Extracted data entries
• • •
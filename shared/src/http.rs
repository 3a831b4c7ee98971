use http::header::CONTENT_TYPE;
use http_body_util::combinators::BoxBody;
use http_body_util::{BodyExt, Full};
use hyper::body::{Body, Bytes, Incoming};
use hyper::service::Service;
use hyper::{Request, Response, StatusCode};
use hyper_util::rt::TokioExecutor;
use hyper_util::rt::TokioIo;
use hyper_util::server::conn::auto::Builder;
use std::convert::Infallible;
use std::error::Error as StdError;
use std::future::Future;
use std::sync::Arc;
use tokio::net::TcpListener;

pub type BoxedBody = BoxBody<Bytes, Infallible>;

/// Accepts connections on `host:port` and serves them with `service` until `shutdown` resolves.
pub async fn run_http_service<S, B, F>(
    host: &str,
    port: u16,
    service: S,
    shutdown: F,
) -> std::io::Result<()>
where
    S: Service<Request<Incoming>, Response = Response<B>> + Send + Sync + 'static,
    S::Future: Send + 'static,
    S::Error: Into<Box<dyn StdError + Send + Sync>>,
    B: Body + Send + 'static,
    B::Data: Send,
    B::Error: Into<Box<dyn StdError + Send + Sync>>,
    F: Future<Output = ()>,
{
    let listener = TcpListener::bind(format!("{host}:{port}")).await?;
    let service_arc = Arc::new(service);
    tracing::info!(host, port, "http listener started");

    tokio::pin!(shutdown);

    loop {
        let (stream, _peer_addr) = tokio::select! {
            _ = &mut shutdown => break,
            accepted = listener.accept() => accepted?,
        };
        let _ = stream.set_nodelay(true);
        let io = TokioIo::new(stream);
        let svc = service_arc.clone();

        // Hand the connection to hyper; auto-detect h1/h2 on this socket
        tokio::spawn(async move {
            if let Err(err) = Builder::new(TokioExecutor::new())
                .serve_connection(io, svc)
                .await
            {
                tracing::debug!(error = %err, "error serving connection");
            }
        });
    }

    tracing::info!(host, port, "http listener stopped");
    Ok(())
}

pub fn make_boxed_response(
    status: StatusCode,
    content_type: &'static str,
    body: impl Into<Bytes>,
) -> Response<BoxedBody> {
    let mut response = Response::new(Full::new(body.into()).boxed());
    *response.status_mut() = status;
    response.headers_mut().insert(
        CONTENT_TYPE,
        http::HeaderValue::from_static(content_type),
    );
    response
}

pub fn make_boxed_error_response(status: StatusCode) -> Response<BoxedBody> {
    let reason = status.canonical_reason().unwrap_or("error");
    make_boxed_response(status, "text/plain", format!("{reason}\n"))
}

#[cfg(test)]
mod tests {
    use super::*;

    #[test]
    fn test_error_response() {
        let response = make_boxed_error_response(StatusCode::NOT_FOUND);
        assert_eq!(response.status(), StatusCode::NOT_FOUND);
        assert_eq!(
            response.headers().get(CONTENT_TYPE).unwrap(),
            "text/plain"
        );
    }

    #[tokio::test]
    async fn test_response_body() {
        let response = make_boxed_response(StatusCode::OK, "application/json", "{}");
        let body = response.into_body().collect().await.unwrap().to_bytes();
        assert_eq!(body.as_ref(), b"{}");
    }
}
use http_body_util::BodyExt;
use hyper::body::{Bytes, Incoming};
use hyper::service::Service;
use hyper::{Method, Request, Response, StatusCode};
use sender::{CanonicalSample, Pipeline};
use serde::Serialize;
use shared::http::{BoxedBody, make_boxed_error_response, make_boxed_response};
use std::convert::Infallible;
use std::future::Future;
use std::pin::Pin;
use std::sync::Arc;

pub const PUSH_PATH: &str = "/api/push";

#[derive(Serialize)]
struct PushResponse {
    received: usize,
}

/// Accepts batches of canonical samples on `POST /api/push`.
///
/// The reply only acknowledges receipt. Whatever happens to the samples afterwards
/// (drops, decimation, failed delivery) shows up in the counters, never here.
pub struct IngestService {
    pipeline: Arc<Pipeline>,
}

impl IngestService {
    pub fn new(pipeline: Arc<Pipeline>) -> Self {
        Self { pipeline }
    }
}

fn push(pipeline: &Pipeline, body: &Bytes) -> Response<BoxedBody> {
    let samples: Vec<CanonicalSample> = match serde_json::from_slice(body) {
        Ok(samples) => samples,
        Err(e) => {
            tracing::debug!(error = %e, "rejected push body");
            return make_boxed_error_response(StatusCode::BAD_REQUEST);
        }
    };

    pipeline.push(&samples);

    match serde_json::to_vec(&PushResponse {
        received: samples.len(),
    }) {
        Ok(body) => make_boxed_response(StatusCode::OK, "application/json", body),
        Err(_) => make_boxed_error_response(StatusCode::INTERNAL_SERVER_ERROR),
    }
}

impl Service<Request<Incoming>> for IngestService {
    type Response = Response<BoxedBody>;
    type Error = Infallible;
    type Future =
        Pin<Box<dyn Future<Output = Result<Self::Response, Self::Error>> + Send + 'static>>;

    fn call(&self, req: Request<Incoming>) -> Self::Future {
        let pipeline = self.pipeline.clone();
        Box::pin(async move {
            if req.uri().path() != PUSH_PATH {
                return Ok(make_boxed_error_response(StatusCode::NOT_FOUND));
            }
            if req.method() != Method::POST {
                return Ok(make_boxed_error_response(StatusCode::METHOD_NOT_ALLOWED));
            }

            let body = match req.into_body().collect().await {
                Ok(collected) => collected.to_bytes(),
                Err(e) => {
                    tracing::debug!(error = %e, "failed to read push body");
                    return Ok(make_boxed_error_response(StatusCode::BAD_REQUEST));
                }
            };
            Ok(push(&pipeline, &body))
        })
    }
}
• • •
Extract every line of the records above that contains the word "plain".

    make_boxed_response(status, "text/plain", format!("{reason}\n"))
            "text/plain"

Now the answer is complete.